某個星期天的早晨,織田作之助常去的那家洋食店的二樓。
五個不超過十歲的孩子圍坐成半圓,中間更大一些的少年則隨意地箕坐著,膝上有一本打開的書放在那里。
“今宵沉重得像人類的痛苦卡里古拉,歷史上見”少年翻到書的最后一頁,平緩地念出了結尾,“我還活著”
屋子里沉默了一會兒。
過了幾分鐘,五個孩子中唯一的女孩同時也是最小的孩子有些不好意思地開口“但丁哥哥,其實我有點聽不懂你念的故事。”
少年露出毫不在意的微笑“沒關系哦,咲樂,畢竟我是念給織田作聽的嘛。”
幾個孩子齊齊發出“誒”的聲音,只有一個男孩羞澀地沒有出聲。
“不過看來優也很喜歡的樣子,這不是很好嗎,織田作”少年將目光移向坐在一旁的屋內唯一一個成年人。
“嗯。是很好的劇本。”正疊著孩子們的衣服的織田作之助回答道。
這是一個美好的早晨,空氣清新,陽光下涌動著歡悅和盎然生機。屋子里細小的灰塵在空中隨意地漂浮游動著,時聚時散,從窗口投入的光線在木質地板上畫下清晰的陰影線。屋子里的人和物都處于一種微妙的和諧之中明亮、靈動、融為一體。

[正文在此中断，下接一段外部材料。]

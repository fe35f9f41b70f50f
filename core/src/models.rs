use chrono::{DateTime, NaiveDate, NaiveDateTime, Utc};
use serde::{Deserialize, Serialize};

use crate::errors::ViewerError;

/// Varighetsbøtter i effektkurven, i stigende rekkefølge.
/// Rekkefølgen matcher kolonnene i oppstrøms-CSV-en.
pub const POWER_CURVE_DURATIONS: [(&str, u32); 15] = [
    ("1s", 1),
    ("2s", 2),
    ("5s", 5),
    ("10s", 10),
    ("15s", 15),
    ("20s", 20),
    ("30s", 30),
    ("1min", 60),
    ("2min", 120),
    ("5min", 300),
    ("10min", 600),
    ("15min", 900),
    ("20min", 1200),
    ("30min", 1800),
    ("1hr", 3600),
];

/// Én rad per økt fra StravaAnalyzer-CSV-en. Immutabel etter innlasting –
/// kilden er CSV-en, kjernen skriver aldri tilbake.
///
/// Alle valgfrie metrikker er `Option<f64>`; manglende verdi er `None`.
#[derive(Debug, Clone, Serialize, Deserialize)]
pub struct Activity {
    // Identitet
    pub id: i64,
    #[serde(default)]
    pub name: String,
    #[serde(default, rename = "type")]
    pub activity_type: String,
    #[serde(default)]
    pub sport_type: String,
    #[serde(default)]
    pub workout_type: Option<f64>,

    // Tidsstempler
    pub start_date: DateTime<Utc>,
    pub start_date_local: NaiveDateTime,

    // Kjerne: tid/distanse/høyde (0.0 ved manglende verdi, sum-aggregeres)
    #[serde(default)]
    pub distance: f64,
    #[serde(default)]
    pub moving_time: f64,
    #[serde(default)]
    pub elapsed_time: f64,
    #[serde(default)]
    pub total_elevation_gain: f64,

    // Fart
    #[serde(default)]
    pub average_speed: Option<f64>,
    #[serde(default)]
    pub max_speed: Option<f64>,

    // Effekt
    #[serde(default)]
    pub average_watts: Option<f64>,
    #[serde(default)]
    pub max_watts: Option<f64>,
    #[serde(default)]
    pub weighted_average_watts: Option<f64>,
    #[serde(default)]
    pub kilojoules: Option<f64>,
    #[serde(default, alias = "np")]
    pub normalized_power: Option<f64>,
    #[serde(default, alias = "if")]
    pub intensity_factor: Option<f64>,
    #[serde(default, alias = "tss")]
    pub training_stress_score: Option<f64>,
    #[serde(default, alias = "vi")]
    pub variability_index: Option<f64>,
    #[serde(default)]
    pub power_per_kg: Option<f64>,
    #[serde(default)]
    pub estimated_ftp: Option<f64>,
    #[serde(default)]
    pub ftp: Option<f64>,

    // Puls (berikede felt pluss Strava-originalene som fallback)
    #[serde(default)]
    pub average_heartrate: Option<f64>,
    #[serde(default)]
    pub max_heartrate: Option<f64>,
    #[serde(default)]
    pub average_hr: Option<f64>,
    #[serde(default)]
    pub max_hr: Option<f64>,
    #[serde(default)]
    pub hr_training_stress: Option<f64>,

    // Effektivitet
    #[serde(default, alias = "ef")]
    pub efficiency_factor: Option<f64>,
    #[serde(default, alias = "decoupling")]
    pub power_hr_decoupling: Option<f64>,
    #[serde(default)]
    pub cardiac_drift: Option<f64>,

    // Treningsbelastning (langsgående, forhåndsberegnet oppstrøms)
    #[serde(default, alias = "ctl")]
    pub chronic_training_load: Option<f64>,
    #[serde(default, alias = "atl")]
    pub acute_training_load: Option<f64>,
    #[serde(default, alias = "tsb")]
    pub training_stress_balance: Option<f64>,
    #[serde(default)]
    pub acwr: Option<f64>,

    // Treningsintensitetsfordeling (3-sonemodell)
    #[serde(default)]
    pub power_tid_z1_percentage: Option<f64>,
    #[serde(default)]
    pub power_tid_z2_percentage: Option<f64>,
    #[serde(default)]
    pub power_tid_z3_percentage: Option<f64>,
    #[serde(default)]
    pub power_polarization_index: Option<f64>,
    #[serde(default)]
    pub power_tdr: Option<f64>,
    #[serde(default)]
    pub power_tid_classification: Option<String>,

    // Effektkurve (toppverdier per varighet)
    #[serde(default)]
    pub power_curve_1sec: Option<f64>,
    #[serde(default)]
    pub power_curve_2sec: Option<f64>,
    #[serde(default)]
    pub power_curve_5sec: Option<f64>,
    #[serde(default)]
    pub power_curve_10sec: Option<f64>,
    #[serde(default)]
    pub power_curve_15sec: Option<f64>,
    #[serde(default)]
    pub power_curve_20sec: Option<f64>,
    #[serde(default)]
    pub power_curve_30sec: Option<f64>,
    #[serde(default)]
    pub power_curve_1min: Option<f64>,
    #[serde(default)]
    pub power_curve_2min: Option<f64>,
    #[serde(default)]
    pub power_curve_5min: Option<f64>,
    #[serde(default)]
    pub power_curve_10min: Option<f64>,
    #[serde(default)]
    pub power_curve_15min: Option<f64>,
    #[serde(default)]
    pub power_curve_20min: Option<f64>,
    #[serde(default)]
    pub power_curve_30min: Option<f64>,
    #[serde(default)]
    pub power_curve_1hr: Option<f64>,

    // Flagg og profil
    #[serde(default)]
    pub trainer: Option<bool>,
    #[serde(default)]
    pub commute: Option<bool>,
    #[serde(default)]
    pub rider_weight_kg: Option<f64>,
}

impl Activity {
    /// Lokal veggdato – all datofiltrering skjer på denne.
    pub fn local_date(&self) -> NaiveDate {
        self.start_date_local.date()
    }

    pub fn distance_km(&self) -> f64 {
        self.distance / 1000.0
    }

    /// "1h 23m"-format av moving_time.
    pub fn duration_hms(&self) -> String {
        let hours = (self.moving_time / 3600.0) as i64;
        let minutes = ((self.moving_time % 3600.0) / 60.0) as i64;
        format!("{}h {}m", hours, minutes)
    }

    /// Beriket snittpuls, faller tilbake til Strava-feltet.
    pub fn avg_hr(&self) -> Option<f64> {
        self.average_hr.or(self.average_heartrate)
    }

    /// Høyeste registrerte puls, beriket felt foretrekkes.
    pub fn max_hr_recorded(&self) -> Option<f64> {
        self.max_heartrate.or(self.max_hr)
    }

    /// Effektkurveverdier i samme rekkefølge som [`POWER_CURVE_DURATIONS`].
    pub fn power_curve(&self) -> [Option<f64>; 15] {
        [
            self.power_curve_1sec,
            self.power_curve_2sec,
            self.power_curve_5sec,
            self.power_curve_10sec,
            self.power_curve_15sec,
            self.power_curve_20sec,
            self.power_curve_30sec,
            self.power_curve_1min,
            self.power_curve_2min,
            self.power_curve_5min,
            self.power_curve_10min,
            self.power_curve_15min,
            self.power_curve_20min,
            self.power_curve_30min,
            self.power_curve_1hr,
        ]
    }
}

/// Aggregert årsstatistikk. Tomt år gir nullverdier, aldri feil.
#[derive(Debug, Clone, Serialize, Deserialize)]
pub struct YearSummary {
    pub year: i32,
    pub total_distance: f64,
    pub total_time: f64,
    pub total_elevation: f64,
    pub activity_count: usize,
    pub avg_power: Option<f64>,
    pub total_tss: Option<f64>,
}

impl YearSummary {
    pub fn empty(year: i32) -> Self {
        Self {
            year,
            total_distance: 0.0,
            total_time: 0.0,
            total_elevation: 0.0,
            activity_count: 0,
            avg_power: None,
            total_tss: None,
        }
    }
}

#[derive(Debug, Clone, Serialize, Deserialize)]
pub struct Athlete {
    pub ftp: f64,
    pub weight_kg: f64,
    pub max_hr: u32,
}

/// Mål: W/kg-ratio innen en dato. Ren data – "nå" sendes alltid inn utenfra
/// slik at klassifiseringen er deterministisk.
#[derive(Debug, Clone, Serialize, Deserialize)]
pub struct Goal {
    pub start_wkg: f64,
    pub target_wkg: f64,
    pub start_date: NaiveDate,
    pub target_date: NaiveDate,
}

impl Goal {
    pub fn new(
        start_wkg: f64,
        target_wkg: f64,
        start_date: NaiveDate,
        target_date: NaiveDate,
    ) -> Result<Self, ViewerError> {
        if !(start_wkg > 0.0) {
            return Err(ViewerError::InvalidGoal(format!(
                "start_wkg må være positiv, var {start_wkg}"
            )));
        }
        if target_wkg <= start_wkg {
            return Err(ViewerError::InvalidGoal(format!(
                "target_wkg ({target_wkg}) må være større enn start_wkg ({start_wkg})"
            )));
        }
        if target_date <= start_date {
            return Err(ViewerError::InvalidGoal(format!(
                "target_date ({target_date}) må være etter start_date ({start_date})"
            )));
        }
        Ok(Self {
            start_wkg,
            target_wkg,
            start_date,
            target_date,
        })
    }

    pub fn days_remaining(&self, today: NaiveDate) -> i64 {
        (self.target_date - today).num_days().max(0)
    }

    pub fn weeks_remaining(&self, today: NaiveDate) -> f64 {
        self.days_remaining(today) as f64 / 7.0
    }

    pub fn wkg_improvement_needed(&self) -> f64 {
        self.target_wkg - self.start_wkg
    }

    /// Nødvendig W/kg-økning per uke fra start til mål. 0.0 når fristen er ute.
    pub fn required_weekly_gain(&self, today: NaiveDate) -> f64 {
        let weeks = self.weeks_remaining(today);
        if weeks <= 0.0 {
            0.0
        } else {
            self.wkg_improvement_needed() / weeks
        }
    }
}

/// Forhåndsberegnede totaler fra activity_summary.json, lastet én gang som
/// en opak mapping.
pub type Summary = serde_json::Map<String, serde_json::Value>;

/// Ett punkt i en aktivitetsstrøm (1 Hz-tidsserie fra sidefil).
#[derive(Debug, Clone, Default, Serialize, Deserialize)]
pub struct StreamPoint {
    #[serde(default)]
    pub time: Option<f64>,
    #[serde(default)]
    pub watts: Option<f64>,
    #[serde(default)]
    pub heartrate: Option<f64>,
    #[serde(default)]
    pub cadence: Option<f64>,
    #[serde(default)]
    pub velocity_smooth: Option<f64>,
    #[serde(default)]
    pub altitude: Option<f64>,
    #[serde(default)]
    pub distance: Option<f64>,
    #[serde(default)]
    pub temp: Option<f64>,
    #[serde(default)]
    pub grade_smooth: Option<f64>,
    #[serde(default)]
    pub moving: Option<bool>,
}

/// Per-aktivitet tidsserie. Lastes lat – kun når detaljvisning ber om den.
/// Manglende fil gir en tom strøm, ikke feil.
#[derive(Debug, Clone, Default, Serialize, Deserialize)]
pub struct Stream {
    pub points: Vec<StreamPoint>,
}

impl Stream {
    pub fn is_empty(&self) -> bool {
        self.points.is_empty()
    }

    pub fn len(&self) -> usize {
        self.points.len()
    }
}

本日是織田作之助的空閑日,他一早就來看望孩子們。而但丁,自從少年詩人在織田處的信任度高到被他帶來見了孩子們后,就作為唯一一個既得到他信任又相當空閑的人,花費了大量時間和孩子們共處,并迅速改口和孩子們一樣叫他織田作。
但丁看著又嬉笑玩鬧起來的孩子們,眼睛里是一種靜靜欣賞一切的目光。他把剛才朗讀的卡里古拉合攏收起,曲起一條腿的膝蓋。
光斑落在少年未褪去著細小絨毛的臉側,有一種閃爍的分界感。
就在這個充滿了無限溫暖包容氣氛的時刻,織田作之助突然聽到少年對自己開口說話。
“去投稿吧,織田作。”但丁用說把筆從地上撿起來一樣的口氣說道。
沒明白為什么突然說起這個話題,織田楞住了。當然,他的表情依舊是無懈可擊的淡定。
“你也寫了不少字了嘛。稍微跨出去一步如何”少年把上半身完全轉向織田,臉上是篤定的微笑,“就當是挑戰自我”
正式投稿
手下已有幾摞廢稿紙的織田感覺這個詞似乎從來沒進入過他的腦海。
“試試看嘛,我們都對織田作超有信心的,是不是”但丁故意在話里拉上孩子們。
聽到五個參差不齊但都很堅定的“是”,織田覺得自己有點動搖。
他之前好幾個月只能算是半單機寫作,雖然周圍的人都知道他在干什么,但完成的練筆其實只有但丁一個讀者而已不是別人不想看,而是織田自己婉拒了。
在練習著寫作所花費的數月時光中,他越發感覺要在筆端到達那個結局的力不從心。
自己就像是只拿一根小冰杖,在世界最高峰的靈山前無所適從的登山家一樣。
都說新手作家會有一段時間覺得自己寫的東西一無是處,織田差不多就處于這個階段。
仿佛是看出了織田內心的真實想法,但丁開口打斷他的思緒“雖然不應當引用異端的說辭,不過在文學領域似乎可以適當放寬標準。記得諾斯替教徒說過,惟一能夠免于犯罪的方法就是去犯罪,因為從此以后你就會改過向善了。寫滿五十頁不知所謂的廢紙,要是其中能有幾行佳作,也算是有所收獲。畢竟生產出一小瓶香水就必須要有1000朵玫瑰被投入到火焰中去嘛。”
少年的勸誡有一瞬間更接近魔鬼的勸誘,但織田想要仔細思索的時候,又覺得只是對方坦誠的肺腑之言。
“你覺得我已經可以投稿了嗎”他最終像放棄一樣提問道。